For the SIT, patients lay supine for at least 30 minutes, after which venipuncture was performed for measurement of basal PAC. Subsequently, 2 L of 0.9% NaCl was administered intravenously over 4 hours, and the PAC was measured again. A positive SIT result was defined as a post-saline infusion PAC of > 6.0 ng/dL (3).

For the FUT, patients lay supine for at least 30 minutes before venipuncture was performed for measurement of basal PRA. Patients were then given an intravenous bolus injection of 40 mg of furosemide. After 2 hours in an upright posture, venipuncture was repeated for measurement of PRA. A positive FUT result was defined as a post-FUT PRA of < 2 ng/mL/h (3).

Adrenal gland assessment

Patients with confirmed PA underwent thin-slice adrenal computed tomography, and the findings were evaluated by radiologists at each institution. For this study, an adrenal nodule was defined as a nodule detected on imaging that was larger than 10 mm in diameter (9).

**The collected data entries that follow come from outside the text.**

//! # Code tables
//!
//! The run length codes of ITU-T T.4 (Tables 2 and 3) and the
//! two-dimensional mode codes of ITU-T T.4 (Table 4) / T.6 (Table 1).
//!
//! Every code is flattened into an array that is indexed by a fixed-width
//! prefix of the input, so a lookup is a single index operation. Each
//! entry says how many bits of the prefix belong to the code; the caller
//! has to give back the rest.
//!
//! | Table            | Prefix                           | Bits |
//! |------------------|----------------------------------|------|
//! | [`WHITE`]        | start of a white run code        | 10   |
//! | [`BLACK_SHORT`]  | start of a black run code        | 4    |
//! | [`BLACK_LONG`]   | after a black `0000`             | 9    |
//! | [`BLACK_TAIL`]   | after a black `0001`             | 2    |
//! | [`EXTENDED`]     | after the makeup prefix `00000001` | 4  |
//! | [`MODES`]        | start of a 2D mode code          | 7    |

/// Width of the prefix for [`WHITE`]
pub const WHITE_BITS: u8 = 10;
/// Width of the prefix for [`BLACK_SHORT`]
pub const BLACK_SHORT_BITS: u8 = 4;
/// Width of the prefix for [`BLACK_LONG`]
pub const BLACK_LONG_BITS: u8 = 9;
/// Width of the prefix for [`BLACK_TAIL`]
pub const BLACK_TAIL_BITS: u8 = 2;
/// Width of the prefix for [`EXTENDED`]
pub const EXTENDED_BITS: u8 = 4;
/// Width of the prefix for [`MODES`]
pub const MODE_BITS: u8 = 7;

/// The end-of-line code `000000000001`
pub const EOL: u32 = 0b0000_0000_0001;
/// Length of [`EOL`]
pub const EOL_BITS: u8 = 12;

/// Meaning of a run length table entry
#[derive(Debug, Copy, Clone, PartialEq, Eq)]
pub enum RunCode {
    /// No code starts with this prefix
    Invalid,
    /// At least eight zero bits, i.e. an EOL or fill
    Eol,
    /// The prefix `00000001` of the makeup codes for 1792 and above,
    /// continue with [`EXTENDED`]
    ExtendedMakeup,
    /// Black `0000`, continue with [`BLACK_LONG`]
    LongBlack,
    /// Black `0001`, continue with [`BLACK_TAIL`]
    ShortBlack,
    /// A makeup code, another code follows
    Makeup(u16),
    /// A terminating code, the run ends here
    Terminating(u16),
}

/// An entry in one of the run length tables
#[derive(Debug, Copy, Clone, PartialEq, Eq)]
pub struct RunEntry {
    /// What was found
    pub code: RunCode,
    /// How many bits of the prefix belong to the code
    pub bits: u8,
}

impl RunEntry {
    const INVALID: Self = Self {
        code: RunCode::Invalid,
        bits: 0,
    };
}

/// A two-dimensional coding mode
#[derive(Debug, Copy, Clone, PartialEq, Eq)]
pub enum Mode {
    /// `0001`
    Pass,
    /// `001`
    Horizontal,
    /// `a1 = b1 + offset`, offset in `-3..=3`
    Vertical(i8),
    /// `0000001`, followed by three bits that select the extension
    Extension,
    /// `0000000`
    Invalid,
}

/// An entry in the [`MODES`] table
#[derive(Debug, Copy, Clone, PartialEq, Eq)]
pub struct ModeEntry {
    /// The mode
    pub mode: Mode,
    /// How many bits of the prefix belong to the code
    pub bits: u8,
}

#[derive(Debug, Copy, Clone)]
struct CodeWord {
    run: u16,
    code: u32,
    len: u8,
}

const fn cw(run: u16, pattern: &str) -> CodeWord {
    let bytes = pattern.as_bytes();
    let mut code = 0;
    let mut i = 0;
    while i < bytes.len() {
        code = code << 1 | (bytes[i] == b'1') as u32;
        i += 1;
    }
    CodeWord {
        run,
        code,
        len: bytes.len() as u8,
    }
}

#[rustfmt::skip]
const WHITE_CODES: [CodeWord; 91] = [
    cw(0, "00110101"), cw(1, "000111"), cw(2, "0111"), cw(3, "1000"),
    cw(4, "1011"), cw(5, "1100"), cw(6, "1110"), cw(7, "1111"),
    cw(8, "10011"), cw(9, "10100"), cw(10, "00111"), cw(11, "01000"),
    cw(12, "001000"), cw(13, "000011"), cw(14, "110100"), cw(15, "110101"),
    cw(16, "101010"), cw(17, "101011"), cw(18, "0100111"), cw(19, "0001100"),
    cw(20, "0001000"), cw(21, "0010111"), cw(22, "0000011"), cw(23, "0000100"),
    cw(24, "0101000"), cw(25, "0101011"), cw(26, "0010011"), cw(27, "0100100"),
    cw(28, "0011000"), cw(29, "00000010"), cw(30, "00000011"), cw(31, "00011010"),
    cw(32, "00011011"), cw(33, "00010010"), cw(34, "00010011"), cw(35, "00010100"),
    cw(36, "00010101"), cw(37, "00010110"), cw(38, "00010111"), cw(39, "00101000"),
    cw(40, "00101001"), cw(41, "00101010"), cw(42, "00101011"), cw(43, "00101100"),
    cw(44, "00101101"), cw(45, "00000100"), cw(46, "00000101"), cw(47, "00001010"),
    cw(48, "00001011"), cw(49, "01010010"), cw(50, "01010011"), cw(51, "01010100"),
    cw(52, "01010101"), cw(53, "00100100"), cw(54, "00100101"), cw(55, "01011000"),
    cw(56, "01011001"), cw(57, "01011010"), cw(58, "01011011"), cw(59, "01001010"),
    cw(60, "01001011"), cw(61, "00110010"), cw(62, "00110011"), cw(63, "00110100"),
    cw(64, "11011"), cw(128, "10010"), cw(192, "010111"), cw(256, "0110111"),
    cw(320, "00110110"), cw(384, "00110111"), cw(448, "01100100"), cw(512, "01100101"),
    cw(576, "01101000"), cw(640, "01100111"), cw(704, "011001100"), cw(768, "011001101"),
    cw(832, "011010010"), cw(896, "011010011"), cw(960, "011010100"), cw(1024, "011010101"),
    cw(1088, "011010110"), cw(1152, "011010111"), cw(1216, "011011000"), cw(1280, "011011001"),
    cw(1344, "011011010"), cw(1408, "011011011"), cw(1472, "010011000"), cw(1536, "010011001"),
    cw(1600, "010011010"), cw(1664, "011000"), cw(1728, "010011011"),
];

#[rustfmt::skip]
const BLACK_CODES: [CodeWord; 91] = [
    cw(0, "0000110111"), cw(1, "010"), cw(2, "11"), cw(3, "10"),
    cw(4, "011"), cw(5, "0011"), cw(6, "0010"), cw(7, "00011"),
    cw(8, "000101"), cw(9, "000100"), cw(10, "0000100"), cw(11, "0000101"),
    cw(12, "0000111"), cw(13, "00000100"), cw(14, "00000111"), cw(15, "000011000"),
    cw(16, "0000010111"), cw(17, "0000011000"), cw(18, "0000001000"), cw(19, "00001100111"),
    cw(20, "00001101000"), cw(21, "00001101100"), cw(22, "00000110111"), cw(23, "00000101000"),
    cw(24, "00000010111"), cw(25, "00000011000"), cw(26, "000011001010"), cw(27, "000011001011"),
    cw(28, "000011001100"), cw(29, "000011001101"), cw(30, "000001101000"), cw(31, "000001101001"),
    cw(32, "000001101010"), cw(33, "000001101011"), cw(34, "000011010010"), cw(35, "000011010011"),
    cw(36, "000011010100"), cw(37, "000011010101"), cw(38, "000011010110"), cw(39, "000011010111"),
    cw(40, "000001101100"), cw(41, "000001101101"), cw(42, "000011011010"), cw(43, "000011011011"),
    cw(44, "000001010100"), cw(45, "000001010101"), cw(46, "000001010110"), cw(47, "000001010111"),
    cw(48, "000001100100"), cw(49, "000001100101"), cw(50, "000001010010"), cw(51, "000001010011"),
    cw(52, "000000100100"), cw(53, "000000110111"), cw(54, "000000111000"), cw(55, "000000100111"),
    cw(56, "000000101000"), cw(57, "000001011000"), cw(58, "000001011001"), cw(59, "000000101011"),
    cw(60, "000000101100"), cw(61, "000001011010"), cw(62, "000001100110"), cw(63, "000001100111"),
    cw(64, "0000001111"), cw(128, "000011001000"), cw(192, "000011001001"), cw(256, "000001011011"),
    cw(320, "000000110011"), cw(384, "000000110100"), cw(448, "000000110101"), cw(512, "0000001101100"),
    cw(576, "0000001101101"), cw(640, "0000001001010"), cw(704, "0000001001011"), cw(768, "0000001001100"),
    cw(832, "0000001001101"), cw(896, "0000001110010"), cw(960, "0000001110011"), cw(1024, "0000001110100"),
    cw(1088, "0000001110101"), cw(1152, "0000001110110"), cw(1216, "0000001110111"), cw(1280, "0000001010010"),
    cw(1344, "0000001010011"), cw(1408, "0000001010100"), cw(1472, "0000001010101"), cw(1536, "0000001011010"),
    cw(1600, "0000001011011"), cw(1664, "0000001100100"), cw(1728, "0000001100101"),
];

/// Makeup codes shared by both colors
#[rustfmt::skip]
const EXTENDED_CODES: [CodeWord; 13] = [
    cw(1792, "00000001000"), cw(1856, "00000001100"), cw(1920, "00000001101"),
    cw(1984, "000000010010"), cw(2048, "000000010011"), cw(2112, "000000010100"),
    cw(2176, "000000010101"), cw(2240, "000000010110"), cw(2304, "000000010111"),
    cw(2368, "000000011100"), cw(2432, "000000011101"), cw(2496, "000000011110"),
    cw(2560, "000000011111"),
];

/// Put every code that starts with `prefix` (of length `skip`) and fits
/// into the next `width` bits into a table indexed by those bits.
const fn flatten<const N: usize>(
    codes: &[CodeWord],
    prefix: u32,
    skip: u8,
    width: u8,
) -> [RunEntry; N] {
    let mut table = [RunEntry::INVALID; N];
    let mut i = 0;
    while i < codes.len() {
        let word = codes[i];
        if word.len > skip && word.len <= skip + width && word.code >> (word.len - skip) == prefix {
            let rest = word.len - skip;
            let tail = width - rest;
            let first = (word.code & ((1 << rest) - 1)) << tail;
            let code = if word.run < 64 {
                RunCode::Terminating(word.run)
            } else {
                RunCode::Makeup(word.run)
            };
            let mut j = 0;
            while j < (1 << tail) {
                table[(first + j) as usize] = RunEntry { code, bits: rest };
                j += 1;
            }
        }
        i += 1;
    }
    table
}

const fn white_table() -> [RunEntry; 1 << WHITE_BITS] {
    let mut table = flatten(&WHITE_CODES, 0, 0, WHITE_BITS);
    let mut i = 0;
    // 00000000xx
    while i < 4 {
        table[i] = RunEntry {
            code: RunCode::Eol,
            bits: 0,
        };
        i += 1;
    }
    // 00000001xx
    while i < 8 {
        table[i] = RunEntry {
            code: RunCode::ExtendedMakeup,
            bits: 8,
        };
        i += 1;
    }
    table
}

const fn black_short_table() -> [RunEntry; 1 << BLACK_SHORT_BITS] {
    let mut table = flatten(&BLACK_CODES, 0, 0, BLACK_SHORT_BITS);
    table[0] = RunEntry {
        code: RunCode::LongBlack,
        bits: 4,
    };
    table[1] = RunEntry {
        code: RunCode::ShortBlack,
        bits: 4,
    };
    table
}

const fn black_long_table() -> [RunEntry; 1 << BLACK_LONG_BITS] {
    let mut table = flatten(&BLACK_CODES, 0b0000, 4, BLACK_LONG_BITS);
    let mut i = 0;
    // 0000_0000xxxxx
    while i < 32 {
        table[i] = RunEntry {
            code: RunCode::Eol,
            bits: 0,
        };
        i += 1;
    }
    // 0000_0001xxxxx
    while i < 64 {
        table[i] = RunEntry {
            code: RunCode::ExtendedMakeup,
            bits: 4,
        };
        i += 1;
    }
    table
}

#[rustfmt::skip]
const MODE_CODES: [(Mode, &str); 10] = [
    (Mode::Pass, "0001"),
    (Mode::Horizontal, "001"),
    (Mode::Vertical(0), "1"),
    (Mode::Vertical(1), "011"),
    (Mode::Vertical(2), "000011"),
    (Mode::Vertical(3), "0000011"),
    (Mode::Vertical(-1), "010"),
    (Mode::Vertical(-2), "000010"),
    (Mode::Vertical(-3), "0000010"),
    (Mode::Extension, "0000001"),
];

/// The code word of a terminating or makeup run
#[cfg(test)]
pub(crate) fn run_code(color: crate::Color, run: u16) -> (u32, u8) {
    let codes: &[CodeWord] = match color {
        _ if run >= 1792 => &EXTENDED_CODES,
        crate::Color::White => &WHITE_CODES,
        crate::Color::Black => &BLACK_CODES,
    };
    let word = codes.iter().find(|word| word.run == run);
    let word = word.unwrap_or_else(|| panic!("no {:?} code for {}", color, run));
    (word.code, word.len)
}

/// The code word of a 2D mode
#[cfg(test)]
pub(crate) fn mode_code(mode: Mode) -> (u32, u8) {
    let (_, pattern) = MODE_CODES
        .iter()
        .find(|(other, _)| *other == mode)
        .unwrap_or_else(|| panic!("no code for {:?}", mode));
    let word = cw(0, pattern);
    (word.code, word.len)
}

const fn mode_table() -> [ModeEntry; 1 << MODE_BITS] {
    let mut table = [ModeEntry {
        mode: Mode::Invalid,
        bits: 0,
    }; 1 << MODE_BITS];
    let mut i = 0;
    while i < MODE_CODES.len() {
        let (mode, pattern) = MODE_CODES[i];
        let word = cw(0, pattern);
        let tail = MODE_BITS - word.len;
        let first = word.code << tail;
        let mut j = 0;
        while j < (1 << tail) {
            table[(first + j) as usize] = ModeEntry {
                mode,
                bits: word.len,
            };
            j += 1;
        }
        i += 1;
    }
    table
}

/// White run codes by their first 10 bits
pub static WHITE: [RunEntry; 1 << WHITE_BITS] = white_table();
/// Black run codes by their first 4 bits
pub static BLACK_SHORT: [RunEntry; 1 << BLACK_SHORT_BITS] = black_short_table();
/// Black run codes starting with `0000`, by the 9 bits after that
pub static BLACK_LONG: [RunEntry; 1 << BLACK_LONG_BITS] = black_long_table();
/// Black run codes starting with `0001`, by the 2 bits after that
pub static BLACK_TAIL: [RunEntry; 1 << BLACK_TAIL_BITS] =
    flatten(&BLACK_CODES, 0b0001, 4, BLACK_TAIL_BITS);
/// Makeup codes from 1792 to 2560, by the 4 bits after `00000001`
pub static EXTENDED: [RunEntry; 1 << EXTENDED_BITS] =
    flatten(&EXTENDED_CODES, 0b0000_0001, 8, EXTENDED_BITS);
/// Two-dimensional mode codes by their first 7 bits
pub static MODES: [ModeEntry; 1 << MODE_BITS] = mode_table();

PA subtype classification was determined by AVS results. AVS was performed with adrenocorticotropic hormone (cosyntropin) stimulation according to each center’s protocol with a single bolus injection, a continuous infusion, or a bolus injection followed by continuous infusion. The selectivity index was defined as the ratio of cortisol in the adrenal vein to that in the inferior vena cava, with a selectivity index of > 5 indicating successful sampling (10). Unilateral PA was diagnosed when the lateralized ratio (calculated by dividing the aldosterone to cortisol ratio on the dominant side with that on the nondominant side) was > 4 and the contralateral ratio (calculated by dividing the aldosterone to cortisol ratio on the nondominant side by that in the inferior vena cava) was < 1 after cosyntropin stimulation (10).

Statistical analysis

Statistical analysis was performed with IBM SPSS software (version 22; IBM Corp., Armonk, NY, USA). Continuous variables are expressed as median and interquartile range and categorical variables as number and percentage. Continuous variables were analyzed using the Mann-Whitney U-test and categorical variables with the chi-square test. Statistical significance was set at P < 0.05. Receiver operating characteristic (ROC) curve analysis was performed to evaluate the diagnostic ability of baseline values of PAC and ARR. We calculated the sensitivity, specificity, positive predictive value (PPV), and negative predictive value (NPV) of PAC and ARR to indicate a positive CCT or SIT result. The Youden index was used to derive optimal cutoff values.

Results

Of 2256 patients who underwent CCT, 1912 (84.8%) had a positive result. Those with a positive result (CCTp) had a significantly lower body mass index (BMI), higher proportion of women, and greater use of oral potassium supplements than those with a negative result (CCTn) (Table 1). The serum potassium level at diagnosis was significantly lower in the CCTp group than in the CCTn group. More patients in the CCTp group had frank hypokalemia and adrenal nodules, and baseline PAC was significantly higher and baseline PRA significantly lower. Therefore, baseline ARR was significantly higher in the CCTp group than in the CCTn group, as was the proportion of patients diagnosed with unilateral PA.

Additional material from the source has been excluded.